(Saved entries)
────────────────────

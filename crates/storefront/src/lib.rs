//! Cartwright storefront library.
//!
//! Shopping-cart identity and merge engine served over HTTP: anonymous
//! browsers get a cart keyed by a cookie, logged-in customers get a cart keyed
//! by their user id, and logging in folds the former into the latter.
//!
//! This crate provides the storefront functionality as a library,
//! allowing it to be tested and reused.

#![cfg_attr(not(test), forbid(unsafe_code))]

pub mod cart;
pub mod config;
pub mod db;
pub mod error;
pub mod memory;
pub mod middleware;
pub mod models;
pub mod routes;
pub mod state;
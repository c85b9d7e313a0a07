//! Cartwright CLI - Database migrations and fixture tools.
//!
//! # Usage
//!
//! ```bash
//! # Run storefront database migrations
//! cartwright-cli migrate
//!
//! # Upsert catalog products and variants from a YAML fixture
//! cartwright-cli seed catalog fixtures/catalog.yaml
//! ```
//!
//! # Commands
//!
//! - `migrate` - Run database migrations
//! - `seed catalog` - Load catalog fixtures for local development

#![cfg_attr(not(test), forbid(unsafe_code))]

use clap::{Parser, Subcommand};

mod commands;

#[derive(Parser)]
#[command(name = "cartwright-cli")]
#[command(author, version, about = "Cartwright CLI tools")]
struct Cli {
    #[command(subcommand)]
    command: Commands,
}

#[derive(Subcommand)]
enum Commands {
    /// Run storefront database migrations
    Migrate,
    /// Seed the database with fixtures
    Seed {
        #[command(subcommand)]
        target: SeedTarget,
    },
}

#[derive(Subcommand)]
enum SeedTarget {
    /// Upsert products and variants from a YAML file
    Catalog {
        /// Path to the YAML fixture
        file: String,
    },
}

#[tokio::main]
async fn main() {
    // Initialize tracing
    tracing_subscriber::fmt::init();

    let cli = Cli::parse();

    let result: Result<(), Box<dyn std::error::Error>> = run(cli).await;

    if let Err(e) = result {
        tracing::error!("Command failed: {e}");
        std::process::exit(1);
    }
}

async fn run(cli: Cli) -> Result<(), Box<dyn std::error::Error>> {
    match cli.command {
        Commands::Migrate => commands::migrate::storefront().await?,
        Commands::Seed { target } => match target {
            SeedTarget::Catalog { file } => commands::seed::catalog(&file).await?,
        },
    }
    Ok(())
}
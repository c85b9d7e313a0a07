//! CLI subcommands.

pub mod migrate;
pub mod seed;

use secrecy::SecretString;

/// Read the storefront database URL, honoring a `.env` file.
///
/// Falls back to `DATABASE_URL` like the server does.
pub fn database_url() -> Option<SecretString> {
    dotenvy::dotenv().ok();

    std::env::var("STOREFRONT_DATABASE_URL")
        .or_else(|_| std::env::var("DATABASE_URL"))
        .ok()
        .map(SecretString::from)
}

────────────────────

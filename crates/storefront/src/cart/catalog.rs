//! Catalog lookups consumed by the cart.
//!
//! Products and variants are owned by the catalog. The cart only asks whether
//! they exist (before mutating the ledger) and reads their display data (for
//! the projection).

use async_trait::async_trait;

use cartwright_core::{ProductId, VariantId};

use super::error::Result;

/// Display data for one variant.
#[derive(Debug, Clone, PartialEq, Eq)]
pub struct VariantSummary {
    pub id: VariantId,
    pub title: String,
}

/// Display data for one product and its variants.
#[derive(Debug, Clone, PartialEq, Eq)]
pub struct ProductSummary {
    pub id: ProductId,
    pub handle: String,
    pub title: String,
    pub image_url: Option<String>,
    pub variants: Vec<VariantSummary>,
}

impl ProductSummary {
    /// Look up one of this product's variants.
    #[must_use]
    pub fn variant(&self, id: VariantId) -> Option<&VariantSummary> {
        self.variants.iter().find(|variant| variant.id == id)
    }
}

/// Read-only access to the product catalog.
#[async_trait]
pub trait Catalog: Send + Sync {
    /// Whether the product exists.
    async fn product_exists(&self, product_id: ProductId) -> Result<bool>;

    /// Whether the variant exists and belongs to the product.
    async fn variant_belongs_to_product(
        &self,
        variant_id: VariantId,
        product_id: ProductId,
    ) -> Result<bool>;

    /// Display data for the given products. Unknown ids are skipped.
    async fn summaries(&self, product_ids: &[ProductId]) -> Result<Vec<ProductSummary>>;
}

────────────────────

### [Action item]
With "self" as the string to match, show every line of the entries above that has it.

### [Exercise output]
    pub fn variant(&self, id: VariantId) -> Option<&VariantSummary> {
        self.variants.iter().find(|variant| variant.id == id)
    async fn product_exists(&self, product_id: ProductId) -> Result<bool>;
        &self,
    async fn summaries(&self, product_ids: &[ProductId]) -> Result<Vec<ProductSummary>>;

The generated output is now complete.